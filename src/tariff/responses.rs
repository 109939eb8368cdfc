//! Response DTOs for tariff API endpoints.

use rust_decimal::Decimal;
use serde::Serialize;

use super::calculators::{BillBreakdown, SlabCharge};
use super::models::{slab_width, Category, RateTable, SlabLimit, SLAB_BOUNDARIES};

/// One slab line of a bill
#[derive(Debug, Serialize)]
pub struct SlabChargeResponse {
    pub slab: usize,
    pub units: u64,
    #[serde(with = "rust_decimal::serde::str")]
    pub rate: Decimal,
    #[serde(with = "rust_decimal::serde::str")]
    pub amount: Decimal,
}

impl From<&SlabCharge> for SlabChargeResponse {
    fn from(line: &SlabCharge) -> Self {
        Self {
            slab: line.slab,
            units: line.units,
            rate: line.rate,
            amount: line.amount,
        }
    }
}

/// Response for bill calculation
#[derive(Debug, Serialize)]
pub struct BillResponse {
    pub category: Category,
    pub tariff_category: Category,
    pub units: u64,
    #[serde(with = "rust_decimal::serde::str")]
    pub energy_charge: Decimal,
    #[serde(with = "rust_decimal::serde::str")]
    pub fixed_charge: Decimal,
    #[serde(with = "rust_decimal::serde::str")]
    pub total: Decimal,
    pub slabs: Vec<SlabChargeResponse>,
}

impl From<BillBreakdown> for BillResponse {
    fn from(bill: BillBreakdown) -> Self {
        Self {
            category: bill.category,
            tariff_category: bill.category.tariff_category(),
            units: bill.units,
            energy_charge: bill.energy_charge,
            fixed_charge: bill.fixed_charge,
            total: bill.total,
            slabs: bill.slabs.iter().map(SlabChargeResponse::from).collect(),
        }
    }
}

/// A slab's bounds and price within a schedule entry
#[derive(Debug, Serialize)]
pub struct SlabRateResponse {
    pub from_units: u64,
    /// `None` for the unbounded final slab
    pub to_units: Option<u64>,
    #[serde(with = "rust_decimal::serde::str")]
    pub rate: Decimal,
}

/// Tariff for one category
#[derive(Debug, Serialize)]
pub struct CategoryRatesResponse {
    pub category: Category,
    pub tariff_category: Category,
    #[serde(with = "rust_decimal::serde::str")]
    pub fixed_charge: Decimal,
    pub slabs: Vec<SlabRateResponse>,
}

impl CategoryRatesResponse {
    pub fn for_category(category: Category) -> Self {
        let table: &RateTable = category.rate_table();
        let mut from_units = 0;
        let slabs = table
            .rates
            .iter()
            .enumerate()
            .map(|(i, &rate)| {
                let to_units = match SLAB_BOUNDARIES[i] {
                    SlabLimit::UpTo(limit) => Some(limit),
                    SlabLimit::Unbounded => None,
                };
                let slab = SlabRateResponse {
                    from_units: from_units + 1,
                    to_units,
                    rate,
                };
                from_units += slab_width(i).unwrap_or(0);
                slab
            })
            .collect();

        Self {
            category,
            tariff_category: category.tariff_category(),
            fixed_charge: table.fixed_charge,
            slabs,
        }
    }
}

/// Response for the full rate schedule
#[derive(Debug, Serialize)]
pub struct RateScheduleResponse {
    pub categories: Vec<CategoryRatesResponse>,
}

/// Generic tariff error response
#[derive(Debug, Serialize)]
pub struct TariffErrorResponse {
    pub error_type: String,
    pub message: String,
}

============

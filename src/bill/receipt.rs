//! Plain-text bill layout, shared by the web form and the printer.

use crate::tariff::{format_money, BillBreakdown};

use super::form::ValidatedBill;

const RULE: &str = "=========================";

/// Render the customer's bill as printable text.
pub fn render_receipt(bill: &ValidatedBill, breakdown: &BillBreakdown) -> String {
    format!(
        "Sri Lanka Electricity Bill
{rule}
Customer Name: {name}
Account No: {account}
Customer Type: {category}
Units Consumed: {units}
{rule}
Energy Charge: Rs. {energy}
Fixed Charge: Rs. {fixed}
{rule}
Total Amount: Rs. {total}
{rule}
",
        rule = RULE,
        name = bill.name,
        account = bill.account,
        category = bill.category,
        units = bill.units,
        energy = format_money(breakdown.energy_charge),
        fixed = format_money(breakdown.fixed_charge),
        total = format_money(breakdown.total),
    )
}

============

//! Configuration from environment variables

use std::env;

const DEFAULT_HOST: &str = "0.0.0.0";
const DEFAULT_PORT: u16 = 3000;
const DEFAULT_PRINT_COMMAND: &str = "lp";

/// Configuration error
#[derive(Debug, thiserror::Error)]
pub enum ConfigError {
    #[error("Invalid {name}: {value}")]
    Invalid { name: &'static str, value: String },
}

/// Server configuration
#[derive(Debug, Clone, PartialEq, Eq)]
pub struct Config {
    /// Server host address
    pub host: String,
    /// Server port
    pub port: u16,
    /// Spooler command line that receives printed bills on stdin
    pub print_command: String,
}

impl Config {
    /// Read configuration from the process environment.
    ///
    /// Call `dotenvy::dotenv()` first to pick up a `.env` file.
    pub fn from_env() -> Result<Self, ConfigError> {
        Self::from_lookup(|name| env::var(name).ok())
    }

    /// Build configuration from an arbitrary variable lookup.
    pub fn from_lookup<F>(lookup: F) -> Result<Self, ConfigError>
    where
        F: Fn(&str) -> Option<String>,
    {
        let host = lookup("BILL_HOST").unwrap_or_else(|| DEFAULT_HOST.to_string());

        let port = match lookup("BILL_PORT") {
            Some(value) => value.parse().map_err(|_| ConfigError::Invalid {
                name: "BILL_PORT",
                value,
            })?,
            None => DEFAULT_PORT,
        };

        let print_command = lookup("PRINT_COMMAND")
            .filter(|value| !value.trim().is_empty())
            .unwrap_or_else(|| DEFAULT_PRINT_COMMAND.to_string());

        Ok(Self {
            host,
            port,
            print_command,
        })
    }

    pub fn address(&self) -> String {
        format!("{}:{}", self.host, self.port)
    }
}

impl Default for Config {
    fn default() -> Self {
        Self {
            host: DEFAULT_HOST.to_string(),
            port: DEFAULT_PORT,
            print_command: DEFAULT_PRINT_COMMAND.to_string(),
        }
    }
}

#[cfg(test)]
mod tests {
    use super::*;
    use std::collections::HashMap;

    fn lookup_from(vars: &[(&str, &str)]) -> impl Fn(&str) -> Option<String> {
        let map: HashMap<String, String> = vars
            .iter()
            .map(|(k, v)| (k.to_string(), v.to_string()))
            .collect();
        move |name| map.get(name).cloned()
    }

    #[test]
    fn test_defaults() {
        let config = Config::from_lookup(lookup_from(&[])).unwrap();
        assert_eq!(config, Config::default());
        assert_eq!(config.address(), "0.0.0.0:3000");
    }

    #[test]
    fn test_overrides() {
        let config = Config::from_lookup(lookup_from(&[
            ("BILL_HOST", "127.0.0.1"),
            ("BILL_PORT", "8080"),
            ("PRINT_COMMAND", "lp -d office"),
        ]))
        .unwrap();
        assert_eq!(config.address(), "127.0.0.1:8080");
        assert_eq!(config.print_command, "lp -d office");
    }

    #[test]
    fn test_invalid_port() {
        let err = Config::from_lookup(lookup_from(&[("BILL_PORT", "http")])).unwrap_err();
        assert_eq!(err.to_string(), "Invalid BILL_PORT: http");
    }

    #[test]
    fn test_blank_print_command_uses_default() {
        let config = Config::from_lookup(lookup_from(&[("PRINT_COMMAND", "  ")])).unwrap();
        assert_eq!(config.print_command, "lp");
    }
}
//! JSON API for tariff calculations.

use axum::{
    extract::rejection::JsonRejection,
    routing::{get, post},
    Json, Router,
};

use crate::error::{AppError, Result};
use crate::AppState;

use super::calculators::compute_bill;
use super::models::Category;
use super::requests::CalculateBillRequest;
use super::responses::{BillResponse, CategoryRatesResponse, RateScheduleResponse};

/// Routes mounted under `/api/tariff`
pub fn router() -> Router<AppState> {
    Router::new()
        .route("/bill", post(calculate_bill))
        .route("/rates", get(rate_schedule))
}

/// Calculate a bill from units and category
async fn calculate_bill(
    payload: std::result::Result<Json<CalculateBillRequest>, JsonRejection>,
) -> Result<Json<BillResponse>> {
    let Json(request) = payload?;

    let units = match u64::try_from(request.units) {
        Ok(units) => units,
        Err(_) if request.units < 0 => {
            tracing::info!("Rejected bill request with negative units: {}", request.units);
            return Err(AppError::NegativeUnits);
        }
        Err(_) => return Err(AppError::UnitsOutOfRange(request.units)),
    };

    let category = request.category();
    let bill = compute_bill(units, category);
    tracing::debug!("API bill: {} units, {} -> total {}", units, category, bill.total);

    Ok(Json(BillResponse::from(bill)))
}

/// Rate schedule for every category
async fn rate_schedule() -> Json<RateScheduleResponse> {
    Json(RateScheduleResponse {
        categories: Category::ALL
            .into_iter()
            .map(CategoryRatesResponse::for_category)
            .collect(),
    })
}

============

Check each line of the listing above for the string "SlabLimit" and return those that contain it.

use super::models::{slab_width, Category, RateTable, SlabLimit, SLAB_BOUNDARIES};
                    SlabLimit::UpTo(limit) => Some(limit),
                    SlabLimit::Unbounded => None,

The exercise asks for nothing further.